[Stored data entries]

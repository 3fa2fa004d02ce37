use anyhow::Context;
use clap::Parser;
use ovirt2pve::{
    MigrationManager, TokioClock,
    config::{Settings, default_settings_path},
    logger,
    migration::{MigrationConfig, MigrationReport, MigrationStatus},
    ovirt::OvirtClient,
    proxmox::ProxmoxClient,
    translate::EnvironmentPolicy,
};
use std::path::PathBuf;
use std::process::ExitCode;

#[derive(Parser)]
#[command(name = "ovirt2pve")]
#[command(about = "oVirt to Proxmox VM migration")]
#[command(version)]
struct Cli {
    /// VM name in oVirt. Wildcards allowed, e.g. "web*" or "*" for all VMs
    #[arg(long = "vmname", value_name = "PATTERN")]
    vm_name: String,

    /// Path to the settings file
    #[arg(short, long)]
    config: Option<PathBuf>,

    /// Verbose logging
    #[arg(short, long)]
    verbose: bool,

    /// Also write the per-VM results as JSON to this file
    #[arg(long, value_name = "PATH")]
    report: Option<PathBuf>,
}

#[tokio::main]
async fn main() -> ExitCode {
    let cli = Cli::parse();

    if cli.verbose && std::env::var_os("RUST_LOG").is_none() {
        unsafe {
            std::env::set_var("RUST_LOG", "ovirt2pve=debug");
        }
    }
    logger::init_logger();

    match run(cli).await {
        Ok(report) => {
            print_summary(&report);
            if report.is_success() {
                ExitCode::SUCCESS
            } else {
                ExitCode::FAILURE
            }
        }
        Err(e) => {
            logger::error!("{:#}", e);
            ExitCode::FAILURE
        }
    }
}

async fn run(cli: Cli) -> anyhow::Result<MigrationReport> {
    let settings_path = cli.config.unwrap_or_else(default_settings_path);
    let settings = Settings::from_file(&settings_path)
        .with_context(|| format!("Failed to load settings from {}", settings_path.display()))?;
    settings.validate()?;

    let request_timeout = settings.migration.request_timeout();
    let ovirt = OvirtClient::connect(&settings.ovirt, request_timeout).await?;
    let proxmox = ProxmoxClient::connect(&settings.proxmox, request_timeout).await?;

    let clock = TokioClock;
    let manager = MigrationManager::new(
        &ovirt,
        &proxmox,
        &clock,
        EnvironmentPolicy::from_settings(&settings),
        MigrationConfig::from(&settings.migration),
    );

    let report = manager
        .run(&cli.vm_name)
        .await
        .with_context(|| format!("Migration of '{}' stopped", cli.vm_name))?;

    if let Some(path) = &cli.report {
        report
            .write_json(path)
            .with_context(|| format!("Failed to write report to {}", path.display()))?;
    }
    Ok(report)
}

fn print_summary(report: &MigrationReport) {
    for job in &report.jobs {
        match &job.status {
            MigrationStatus::Succeeded => println!(
                "✅ {} -> Proxmox VM {}",
                job.vm_name,
                job.target_vmid.unwrap_or_default()
            ),
            MigrationStatus::Failed(reason) => println!("❌ {}: {}", job.vm_name, reason),
            other => println!("⏸️ {}: {:?}", job.vm_name, other),
        }
    }
    println!(
        "{} migrated, {} failed",
        report.succeeded(),
        report.failed()
    );
    if report.aborted {
        println!("Run aborted after the first failure; remaining VMs were not touched");
    }
}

Goal of the exercise
When the word "MigrationReport" occurs in a line above, list that line.

Answer
    migration::{MigrationConfig, MigrationReport, MigrationStatus},
async fn run(cli: Cli) -> anyhow::Result<MigrationReport> {
fn print_summary(report: &MigrationReport) {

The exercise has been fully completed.